The petitioner was working as a Moharrir (Clerk) in Nagar Palika Parishad, Sirsaganj in Firozabad from where he retired on 31.12.1994 but his retiral benefits have not been released till date.

Firstly, it is contended that under Regulation 13(2) of the U.P. Nagar Palika Non-Centralized Service Retirement Benefits Regulation, 1984, the respondents were under a statutory obligation to have paid the retiral benefits immediately after his retirement. Secondly it is urged that the petitioner has a right to receive his dues.

A perusal of Regulation 13 shows that on an application moved on behalf of the incumbent before retirement, the authorities are obliged to take proceedings for finalization of the pension papers. There is no recital in the petition that any such application was moved by the petitioner prior to his retirement.

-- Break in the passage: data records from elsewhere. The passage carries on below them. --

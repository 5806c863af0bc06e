//! Tracking controller and mutation API.
//!
//! # Responsibility
//! - Own the live `Store` and its persistence port.
//! - Apply every change to an isolated copy, then commit and persist it.
//! - Expose the plan/task/KPI/note/journal commands.
//!
//! # Invariants
//! - The live store is replaced only after a transform finished without
//!   error; a failing or panicking transform leaves it untouched.
//! - Persistence is best-effort: a failed write is logged and the committed
//!   in-memory state stays authoritative.
//! - Every commit re-derives all plan statuses before persisting, so saved
//!   plans always carry the status derived from their fields.
//! - Task status moves are unrestricted; no adjacency rule is enforced.

use crate::model::common::EntityId;
use crate::model::evaluation::{clamp_note, JournalEntry, NoteKey, Period};
use crate::model::kpi::Kpi;
use crate::model::plan::Plan;
use crate::model::task::{Task, TaskStatus};
use crate::service::edit::EditPayload;
use crate::store::{load_store, save_store, DocumentPort, Store};
use log::{debug, error, info};
use std::error::Error;
use std::fmt::{Display, Formatter};
use std::time::Instant;

pub type TrackerResult<T> = Result<T, TrackerError>;

/// Command rejection. The store is unchanged whenever one is returned.
#[derive(Debug, Clone, PartialEq, Eq)]
pub enum TrackerError {
    NotFound { kind: &'static str, id: String },
}

impl TrackerError {
    fn not_found(kind: &'static str, id: &str) -> Self {
        Self::NotFound {
            kind,
            id: id.to_string(),
        }
    }
}

impl Display for TrackerError {
    fn fmt(&self, f: &mut Formatter<'_>) -> std::fmt::Result {
        match self {
            Self::NotFound { kind, id } => write!(f, "{kind} not found: {id}"),
        }
    }
}

impl Error for TrackerError {}

/// Single owner of the tracking store.
pub struct Tracker<P: DocumentPort> {
    port: P,
    store: Store,
}

impl<P: DocumentPort> Tracker<P> {
    /// Loads the store through `port`; unreadable documents start empty.
    pub fn open(port: P) -> Self {
        let store = load_store(&port);
        Self::with_store(port, store)
    }

    /// Wraps an already materialized store without reading the port.
    ///
    /// Stale plan statuses are re-derived in memory; nothing is written
    /// until the first command.
    pub fn with_store(port: P, mut store: Store) -> Self {
        store.refresh_plan_statuses();
        Self { port, store }
    }

    pub fn store(&self) -> &Store {
        &self.store
    }

    pub fn port(&self) -> &P {
        &self.port
    }

    /// Applies `transform` to a copy of the store, commits and persists it.
    pub fn mutate<F>(&mut self, transform: F) -> &Store
    where
        F: FnOnce(&mut Store),
    {
        let mut draft = self.store.clone();
        transform(&mut draft);
        self.commit("mutate", draft)
    }

    /// Fallible `mutate`: on `Err` nothing is committed or persisted.
    pub fn try_mutate<F, E>(&mut self, transform: F) -> Result<&Store, E>
    where
        F: FnOnce(&mut Store) -> Result<(), E>,
    {
        let mut draft = self.store.clone();
        transform(&mut draft)?;
        Ok(self.commit("try_mutate", draft))
    }

    /// Inserts or replaces a plan; its stored status is re-derived on commit.
    pub fn upsert_plan(&mut self, plan: Plan) -> EntityId {
        let id = plan.id.clone();
        self.store_infallible("upsert_plan", |store| {
            store.plans.insert(plan.id.clone(), plan);
        });
        id
    }

    /// Deletes a plan and every task referencing it.
    ///
    /// Returns the number of cascaded task deletions.
    pub fn delete_plan(&mut self, plan_id: &str) -> TrackerResult<usize> {
        let mut cascaded = 0;
        self.command("delete_plan", |store| {
            store
                .plans
                .remove(plan_id)
                .ok_or_else(|| TrackerError::not_found("plan", plan_id))?;
            let before = store.tasks.len();
            store.tasks.retain(|_, task| task.plan_id != plan_id);
            cascaded = before - store.tasks.len();
            Ok(())
        })?;
        debug!(
            "event=plan_cascade module=tracker status=ok removed_tasks={}",
            cascaded
        );
        Ok(cascaded)
    }

    pub fn upsert_task(&mut self, task: Task) -> EntityId {
        let id = task.id.clone();
        self.store_infallible("upsert_task", |store| {
            store.tasks.insert(task.id.clone(), task);
        });
        id
    }

    pub fn delete_task(&mut self, task_id: &str) -> TrackerResult<()> {
        self.command("delete_task", |store| {
            store
                .tasks
                .remove(task_id)
                .map(|_| ())
                .ok_or_else(|| TrackerError::not_found("task", task_id))
        })
    }

    pub fn upsert_kpi(&mut self, kpi: Kpi) -> EntityId {
        let id = kpi.id.clone();
        self.store_infallible("upsert_kpi", |store| {
            store.kpis.insert(kpi.id.clone(), kpi);
        });
        id
    }

    pub fn delete_kpi(&mut self, kpi_id: &str) -> TrackerResult<()> {
        self.command("delete_kpi", |store| {
            store
                .kpis
                .remove(kpi_id)
                .map(|_| ())
                .ok_or_else(|| TrackerError::not_found("kpi", kpi_id))
        })
    }

    /// Upserts an evaluation note clamped to `0..=10`; returns the stored value.
    pub fn set_note(&mut self, objective_id: &str, period: Period, value: f64) -> f64 {
        let clamped = clamp_note(value);
        let key = NoteKey::new(objective_id, period).storage_key();
        self.store_infallible("set_note", |store| {
            store.notes.insert(key, clamped);
        });
        clamped
    }

    /// Appends a journal entry stamped now; returns its id.
    pub fn add_journal_entry(&mut self, objective_id: &str, text: &str) -> EntityId {
        self.push_journal_entry(objective_id, JournalEntry::new(text))
    }

    /// Appends a pre-built journal entry (imports, fixed clocks in tests).
    pub fn push_journal_entry(&mut self, objective_id: &str, entry: JournalEntry) -> EntityId {
        let id = entry.id.clone();
        self.store_infallible("add_journal_entry", |store| {
            store
                .journal
                .entry(objective_id.to_string())
                .or_default()
                .push(entry);
        });
        id
    }

    pub fn delete_journal_entry(
        &mut self,
        objective_id: &str,
        entry_id: &str,
    ) -> TrackerResult<()> {
        self.command("delete_journal_entry", |store| {
            let entries = store
                .journal
                .get_mut(objective_id)
                .ok_or_else(|| TrackerError::not_found("journal", objective_id))?;
            let before = entries.len();
            entries.retain(|entry| entry.id != entry_id);
            if entries.len() == before {
                return Err(TrackerError::not_found("journal_entry", entry_id));
            }
            if entries.is_empty() {
                store.journal.remove(objective_id);
            }
            Ok(())
        })
    }

    /// Sets a task status directly; any of the four states is accepted.
    pub fn move_task(&mut self, task_id: &str, status: TaskStatus) -> TrackerResult<()> {
        self.command("move_task", |store| {
            let task = store
                .tasks
                .get_mut(task_id)
                .ok_or_else(|| TrackerError::not_found("task", task_id))?;
            task.status = status;
            Ok(())
        })
    }

    /// Toggles a plan sub-item; progress is forced to 100 or 0.
    pub fn toggle_sub_item(
        &mut self,
        plan_id: &str,
        sub_item_id: &str,
        done: bool,
    ) -> TrackerResult<()> {
        self.edit_plan("toggle_sub_item", plan_id, |plan| {
            plan.sub_item_mut(sub_item_id)
                .ok_or_else(|| TrackerError::not_found("sub_item", sub_item_id))?
                .set_done(done);
            Ok(())
        })
    }

    /// Sets sub-item progress (clamped to `0..=100`) without touching `done`.
    pub fn set_sub_item_progress(
        &mut self,
        plan_id: &str,
        sub_item_id: &str,
        percent: f64,
    ) -> TrackerResult<()> {
        self.edit_plan("set_sub_item_progress", plan_id, |plan| {
            plan.sub_item_mut(sub_item_id)
                .ok_or_else(|| TrackerError::not_found("sub_item", sub_item_id))?
                .set_progress(percent);
            Ok(())
        })
    }

    pub fn toggle_deliverable(
        &mut self,
        plan_id: &str,
        deliverable_id: &str,
        done: bool,
    ) -> TrackerResult<()> {
        self.edit_plan("toggle_deliverable", plan_id, |plan| {
            plan.deliverable_mut(deliverable_id)
                .ok_or_else(|| TrackerError::not_found("deliverable", deliverable_id))?
                .done = done;
            Ok(())
        })
    }

    pub fn toggle_subtask(
        &mut self,
        task_id: &str,
        subtask_id: &str,
        done: bool,
    ) -> TrackerResult<()> {
        self.command("toggle_subtask", |store| {
            store
                .tasks
                .get_mut(task_id)
                .ok_or_else(|| TrackerError::not_found("task", task_id))?
                .subtask_mut(subtask_id)
                .ok_or_else(|| TrackerError::not_found("subtask", subtask_id))?
                .done = done;
            Ok(())
        })
    }

    /// Links a plan to a KPI. Dangling plan ids are accepted and ignored by
    /// the resolver.
    pub fn link_plan_to_kpi(&mut self, kpi_id: &str, plan_id: &str) -> TrackerResult<()> {
        self.command("link_plan_to_kpi", |store| {
            store
                .kpis
                .get_mut(kpi_id)
                .ok_or_else(|| TrackerError::not_found("kpi", kpi_id))?
                .link_plan(plan_id);
            Ok(())
        })
    }

    pub fn unlink_plan_from_kpi(&mut self, kpi_id: &str, plan_id: &str) -> TrackerResult<()> {
        self.command("unlink_plan_from_kpi", |store| {
            let kpi = store
                .kpis
                .get_mut(kpi_id)
                .ok_or_else(|| TrackerError::not_found("kpi", kpi_id))?;
            if !kpi.unlink_plan(plan_id) {
                return Err(TrackerError::not_found("kpi_link", plan_id));
            }
            Ok(())
        })
    }

    /// Saves whatever an editor dialog submitted; returns the entity id.
    pub fn submit_edit(&mut self, payload: EditPayload) -> EntityId {
        debug!(
            "event=submit_edit module=tracker status=start kind={}",
            payload.kind()
        );
        match payload {
            EditPayload::Task(task) => self.upsert_task(task),
            EditPayload::Plan(plan) => self.upsert_plan(plan),
            EditPayload::Kpi(form) => self.upsert_kpi(form.into_kpi()),
        }
    }

    fn edit_plan<F>(&mut self, command: &'static str, plan_id: &str, edit: F) -> TrackerResult<()>
    where
        F: FnOnce(&mut Plan) -> TrackerResult<()>,
    {
        self.command(command, |store| {
            let plan = store
                .plans
                .get_mut(plan_id)
                .ok_or_else(|| TrackerError::not_found("plan", plan_id))?;
            edit(plan)
        })
    }

    fn store_infallible<F>(&mut self, command: &'static str, transform: F)
    where
        F: FnOnce(&mut Store),
    {
        let mut draft = self.store.clone();
        transform(&mut draft);
        self.commit(command, draft);
    }

    fn command<F>(&mut self, command: &'static str, transform: F) -> TrackerResult<()>
    where
        F: FnOnce(&mut Store) -> TrackerResult<()>,
    {
        let mut draft = self.store.clone();
        if let Err(err) = transform(&mut draft) {
            debug!(
                "event=command module=tracker status=skipped command={} reason={}",
                command, err
            );
            return Err(err);
        }
        self.commit(command, draft);
        Ok(())
    }

    fn commit(&mut self, command: &'static str, mut next: Store) -> &Store {
        next.refresh_plan_statuses();
        self.store = next;

        let started_at = Instant::now();
        match save_store(&self.port, &self.store) {
            Ok(()) => info!(
                "event=store_commit module=tracker status=ok command={} port={} duration_ms={}",
                command,
                self.port.kind(),
                started_at.elapsed().as_millis()
            ),
            Err(err) => error!(
                "event=store_commit module=tracker status=error command={} port={} duration_ms={} error_code=persist_failed error={}",
                command,
                self.port.kind(),
                started_at.elapsed().as_millis(),
                err
            ),
        }
        &self.store
    }
}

No doubt, the petitioner is entitled to his retiral dues, but except for bald vague statement that he sent representation to the respondents, neither copy of such representations have been annexed and the only copy of the representation is dated 14.7.2006 and neither no dues certificate has been annexed. The petitioner may have a right for his retiral benefits but the remedy ought to be invoked within a reasonable time. In the present case, he has moved the alleged representation on 14.7.2006 i.e. after 11 years of his retirement. Assuming that he made some representation, but that is not sufficient to explain the inordinate delay. The Apex Court in Gian Singh Vs. High Court of Punjab and Haryana and another (AIR 1980 S.C. 1894) has held that the mere filing of non-statutory representation would not be sufficient to explain laches. Apart from that under common law the remedy for recovery of money is hedged with limitation of three years, but no justifiable reason has been given for approaching the Court after such a long delay. The learned counsel for the petitioner has relied upon a decision of the Apex Court rendered in the case of S.K. Mastan Bee Vs. General Manager, south Central Railway and another [(2003) 1 U.P.L.B.E.C. 247] to contend that even after such a long delay the Courts are bound to interfere. The fact in Mastan Bee's case was entirely different. Therein a illiterate Railway Gang man died in harness and his wife raised a claim for family pension after about 20 years and the High Court came to the conclusion that the wife was illiterate and ignorant of her right for family pension and thus it interfered for granting the benefit which was upheld by the Apex Court. In the present case the petitioner is a clerk who can neither be said to be illiterate nor ignorant of his rights, yet he has slept over his rights for such a long period without any justifiable cause. Therefore, the ratio is not applicable in the present case. The Apex Court in the case of Shri Ballabh Glass Works Ltd. and others Vs. Union of India and others 1984 (3) SCC 362) has held that where the remedy to a right is lost under common law, the extraordinary power under Article 226 of the Constitution of India should not exercised.

For the reasons above, the Court is not inclined to exercise its extraordinary discretionary jurisdiction under Article 226 of the Constitution of India. Rejected.